Page d'histoire : Avènement du Second Empire 2 décembre 1852

Louis-Napoléon Bonaparte en 1852

Le neveu de Napoléon 1er, Louis Napoléon Bonaparte, était président de la République depuis le 10 décembre 1848, et " Prince-président ", doté des pleins pouvoirs, depuis le coup d'État du 2 décembre 1851. Le rétablissement de la dignité impériale héréditaire ne faisait pas de doute : il fut décidé par le senatus-consulte du 7 novembre 1852, ratifié par le plébiscite (au suffrage universel masculin) du 21 novembre, et consacré par l'installation solennelle de Napoléon III aux Tuileries le 2 décembre. 2 décembre, date fétiche ! Napoléon 1er avait été sacré par le Pape à Notre-Dame de Paris le 2 décembre 1804, et vainqueur à Austerlitz le 2 décembre 1805.

Ce souci de filiation symbolique du Second Empire au Premier n'empêche pas l'originalité du régime, et d'abord de son souverain. Napoléon III n'a pas le " génie " ni la grandeur fulgurante de son oncle mais il est intelligent, cultivé, et conscient du mouvement moderne du siècle. L'épanouissement du capitalisme industriel et financier, l'achèvement - pour l'essentiel - du réseau des voies ferrées, l'agrandissement de Paris et son nouveau tissu de grandes artères (Haussmann), la libéralisation du commerce extérieur, les conquêtes coloniales doivent autant à la claire ambition du souverain qu'au mouvement spontané et universel du progrès servi par la haute conjoncture du troisième quart de siècle. Même la législation sociale moderne s'amorce, avec la loi de 1864 sur la liberté de coalition. Du vieux système de la contre révolution, Napoléon III n'a vraiment conservé que deux traits, il est vrai fort importants : l'extrême méfiance à l'égard du libéralisme politique et parlementaire, des assemblées, des débats, etc… - et l'alliance constante avec l'Église catholique, alors à l'apogée de son influence morale et sociale.

On divise traditionnellement les dix-huit années du régime en deux périodes : de 1852 à 1859, " l'Empire autoritaire ", tout consacré à l'écrasement de la minorité républicaine et à la répression de toute expression libérale. Dure période, qui mériterait peut-être davantage la sévère étiquette de " Terreur blanche " que celle de l'avènement de Louis XVIII. Puis après l'amnistie de 1859, " l'Empire libéral ", progression lente, hésitante, mais réelle vers des libertés d'expressions publiques et des droits de parole au Corps légisatif. En 1870, on en était presque à un Empire parlementaire (ministère Émile Ollivier), quand, au premier obstacle, l'Empereur recourut à son arme absolue, l'appel au peuple sous la forme du plébiscite.

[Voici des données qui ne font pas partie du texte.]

impl fmt::Display for NavigationError {
    fn fmt(&self, f: &mut fmt::Formatter<'_>) -> fmt::Result {
        match self {
            Self::MissingNode(id) => write!(f, "node {id} does not exist"),
            Self::NoSubgraph(id) => write!(f, "node {id} has no subgraph"),
            Self::AtRoot => f.write_str("already at the root diagram"),
        }
    }
}

impl std::error::Error for NavigationError {}

#[derive(Debug, Clone, PartialEq, Eq)]
pub enum EditingError {
    MissingNode(NodeId),
    Timer(TimerError),
}

impl fmt::Display for EditingError {
    fn fmt(&self, f: &mut fmt::Formatter<'_>) -> fmt::Result {
        match self {
            Self::MissingNode(id) => write!(f, "node {id} does not exist"),
            Self::Timer(source) => write!(f, "cannot start the cursor blink: {source}"),
        }
    }
}

impl std::error::Error for EditingError {
    fn source(&self) -> Option<&(dyn std::error::Error + 'static)> {
        match self {
            Self::Timer(source) => Some(source),
            Self::MissingNode(_) => None,
        }
    }
}

impl From<TimerError> for EditingError {
    fn from(value: TimerError) -> Self {
        Self::Timer(value)
    }
}

/// Where [`Editor::enter_subgraph`] went.
#[derive(Debug, Clone, PartialEq, Eq)]
pub enum SubgraphTarget {
    /// The embedded diagram is now live.
    Embedded,
    /// The subgraph lives in another workspace file; the caller decides whether to open it.
    File(String),
}

pub struct Editor<V> {
    config: EditorConfig,
    view: V,
    diagram: Diagram,
    selection: Selection,
    navigation: Navigation,
    timers: SessionTimers,
    fonts: Vec<FontOption>,
    workspace_name: Option<String>,
    active_file: Option<ActiveFile>,
    status: Status,
    cursor_visible: Arc<AtomicBool>,
}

Car Napoléon III n'avait jamais eu besoin de vraiment terroriser les campagnes (sauf en quelques départements) pour obtenir leurs voix : jamais moins de sept millions de voix (oui) pour le régime, face à un maximum d'un million et demi de non atteint en 1870. Souvent peu instruits, souvent soumis aux influences des notables, des maires (nommés par le pouvoir) et du clergé, satisfaits de la bonne conjoncture économique, les " ruraux " (le terme est alors péjoratif dans le langage de la gauche) constituent un soutien irrésistible au régime même quand il " perd " les grandes villes intellectuelles, petites bourgeoises et ouvrières.

Ainsi devait se définir pour la science politique à venir le type idéal du " bonapartisme " : régime moderne, plutôt autoritaire, assuré du soutien de la majorité du peuple dans la mesure où celui-ci est encadré par les valeurs de tradition, ordre, religion, fierté nationale ; un régime jouant volontiers de ce populisme aussi bien contre les notables libéraux à l'anglaise que contre les prolétaires " jacobins ".

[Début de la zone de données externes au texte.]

// SPDX-FileCopyrightText: 2026 Bruno Meilick
// SPDX-License-Identifier: LicenseRef-Nereid-FreeUse-NoCopy-NoDerivatives
//
// All rights reserved.
//
// This file is part of Inf and is proprietary software.
// Unauthorized copying, modification, or distribution is prohibited.

//! Workspace access.
//!
//! The editor talks to storage through the [`WorkspaceProvider`] / [`WorkspaceDir`] /
//! [`FileHandle`] traits; [`FsWorkspaceProvider`] backs them with the local filesystem.

pub mod workspace;

pub use workspace::{
    FileHandle, FsFileHandle, FsWorkspaceDir, FsWorkspaceProvider, StorageErrorKind, StoreError,
    WorkspaceDir, WorkspaceProvider, DEFAULT_DOCUMENT_FILENAME,
};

Ce n'est pas trop insister que de décrire ce schéma : c'est contre lui que la culture républicaine s'est définie Le Second Empire a servi de repoussoir aux Républiques troisième et quatrième (seule la cinquième atténuera un peu cette répulsion). Les dix-huit années du régime de Napoléon III ont eu peut-être pour plus durable effet de modeler, ou plutôt - si l'on ose dire - de contre-modeler près d'un siècle d'histoire politique française.

Il faut insister sur le lien entre le Second Empire et l'Église romaine. Il explique le plus spectaculaire des actes symboliques : dès le coup d'État, décembre 1851, le Panthéon avait été rendu au culte catholique, et la République n'osera le renationaliser qu'en 1885. Il explique aussi la politique extérieure : Napoléon III a été favorable au Risorgimento italien tant qu'il s'est opposé à l'Autriche, mais il a été hostile au patriotisme italien dès lors que celui-ci a menacé l'intégrité des États du Pape.

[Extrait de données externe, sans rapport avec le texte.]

// SPDX-FileCopyrightText: 2026 Bruno Meilick
// SPDX-License-Identifier: LicenseRef-Nereid-FreeUse-NoCopy-NoDerivatives
//
// All rights reserved.
//
// This file is part of Inf and is proprietary software.
// Unauthorized copying, modification, or distribution is prohibited.

#![allow(dead_code)]

// Shared deterministic benchmark fixtures (no RNG).

use std::path::{Path, PathBuf};
use std::sync::atomic::{AtomicU64, Ordering};
use std::time::{SystemTime, UNIX_EPOCH};

use inf::model::{
    Connection, ConnectionId, DiagramDocument, Group, GroupId, Node, NodeId, Point,
    DOCUMENT_VERSION,
};

static TEMP_COUNTER: AtomicU64 = AtomicU64::new(0);

pub struct TempDir {
    path: PathBuf,
}

impl TempDir {
    pub fn new(prefix: &str) -> Self {
        let pid = std::process::id();
        let nanos = SystemTime::now()
            .duration_since(UNIX_EPOCH)
            .unwrap_or_default()
            .as_nanos();
        let counter = TEMP_COUNTER.fetch_add(1, Ordering::Relaxed);

        let mut path = std::env::temp_dir();
        path.push(format!("inf_bench_{prefix}_{pid}_{nanos}_{counter}"));
        std::fs::create_dir_all(&path).expect("create temp dir");

        Self { path }
    }

    pub fn path(&self) -> &Path {
        &self.path
    }
}

impl Drop for TempDir {
    fn drop(&mut self) {
        let _ = std::fs::remove_dir_all(&self.path);
    }
}

pub fn checksum_document(document: &DiagramDocument) -> u64 {
    let mut acc = 0u64;
    for node in &document.nodes {
        acc = acc.wrapping_mul(131).wrapping_add(node.id().get());
        acc = acc.wrapping_mul(131).wrapping_add(node.text().len() as u64);
    }
    for connection in &document.connections {
        acc = acc.wrapping_mul(131).wrapping_add(connection.from_id().get());
        acc = acc.wrapping_mul(131).wrapping_add(connection.to_id().get());
    }
    acc
}

pub mod grid {
    use super::*;

    #[derive(Debug, Clone, Copy, PartialEq, Eq)]
    pub struct Params {
        pub columns: usize,
        pub rows: usize,
        pub fanout: usize,
        pub label_len: usize,
    }

    impl Params {
        pub const fn new(columns: usize, rows: usize, fanout: usize, label_len: usize) -> Self {
            Self {
                columns,
                rows,
                fanout,
                label_len,
            }
        }
    }

    #[derive(Debug, Clone, Copy, PartialEq, Eq)]
    pub enum Case {
        Small,
        MediumDense,
        Large,
    }

    impl Case {
        pub const fn id(self) -> &'static str {
            match self {
                Self::Small => "small",
                Self::MediumDense => "medium_dense",
                Self::Large => "large",
            }
        }

        pub const fn params(self) -> Params {
            match self {
                Self::Small => Params::new(6, 5, 1, 12),
                Self::MediumDense => Params::new(20, 15, 3, 16),
                Self::Large => Params::new(40, 40, 2, 32),
            }
        }
    }

    const CELL: f64 = 240.0;

    fn label(column: usize, row: usize, len: usize) -> String {
        let mut text = format!("Node_c{column:03}_r{row:03}");
        while text.len() < len {
            text.push('x');
        }
        text.truncate(len.max(1));
        text
    }

    /// Nodes on a grid, each connected to `fanout` nodes of the next column.
    ///
    /// Shapes rotate rectangle / circle / diamond so every boundary path is exercised.
    pub fn diagram(params: Params) -> DiagramDocument {
        assert!(params.columns >= 2, "columns must be >= 2");
        assert!(params.rows >= 1, "rows must be >= 1");

        let node_id = |column: usize, row: usize| NodeId::new((column * params.rows + row + 1) as u64);

        let mut nodes = Vec::with_capacity(params.columns * params.rows);
        for column in 0..params.columns {
            for row in 0..params.rows {
                let id = node_id(column, row);
                let x = column as f64 * CELL;
                let y = row as f64 * CELL;
                let node = match (column + row) % 3 {
                    0 => Node::rectangle(id, x, y, 120.0, 80.0),
                    1 => Node::circle(id, x + 60.0, y + 40.0, 50.0),
                    _ => Node::diamond(id, x, y, 100.0, 100.0),
                };
                nodes.push(node.with_text(label(column, row, params.label_len)));
            }
        }

        let mut next_id = (params.columns * params.rows + 1) as u64;
        let mut connections = Vec::new();
        let fanout = params.fanout.min(params.rows);
        for column in 0..params.columns - 1 {
            for row in 0..params.rows {
                for k in 0..fanout {
                    let to_row = (row + k) % params.rows;
                    connections.push(Connection::new(
                        ConnectionId::new(next_id),
                        node_id(column, row),
                        node_id(column + 1, to_row),
                    ));
                    next_id += 1;
                }
            }
        }

        let groups = vec![Group::new(
            GroupId::new(next_id),
            "first column",
            (0..params.rows).map(|row| node_id(0, row)).collect(),
        )];
        next_id += 1;

        DiagramDocument {
            version: Some(DOCUMENT_VERSION.to_owned()),
            nodes,
            connections,
            groups,
            next_id: Some(next_id),
            canvas_width: Some(params.columns as f64 * CELL),
            canvas_height: Some(params.rows as f64 * CELL),
            zoom: Some(1.0),
        }
    }

    pub fn fixture(case: Case) -> DiagramDocument {
        diagram(case.params())
    }

    /// Query points: half land between adjacent columns (likely hits), half in empty space.
    pub fn query_points(params: Params, count: usize) -> Vec<Point> {
        (0..count)
            .map(|i| {
                let column = i % (params.columns - 1);
                let row = (i / 2) % params.rows;
                let x = column as f64 * CELL + 180.0;
                let y = row as f64 * CELL + if i % 2 == 0 { 40.0 } else { 200.0 };
                Point::new(x, y)
            })
            .collect()
    }
}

Ainsi s'explique ce qui pourrait être jugé paradoxal. C'est pendant sa période autoritaire que Napoléon III a fait des guerres que l'on peut juger progressistes (guerre de Crimée, en alliance avec les Anglais, contre le tsar ; guerre d'Italie, en soutien du Piémont, contre l'Autriche), et c'est pendant sa période à peu près libérale qu'il s'est montré hostile aux Garibaldi, aux Juarez, aux Lincoln, héros de la liberté.

C'est dans la politique extérieure qu'il devait périr.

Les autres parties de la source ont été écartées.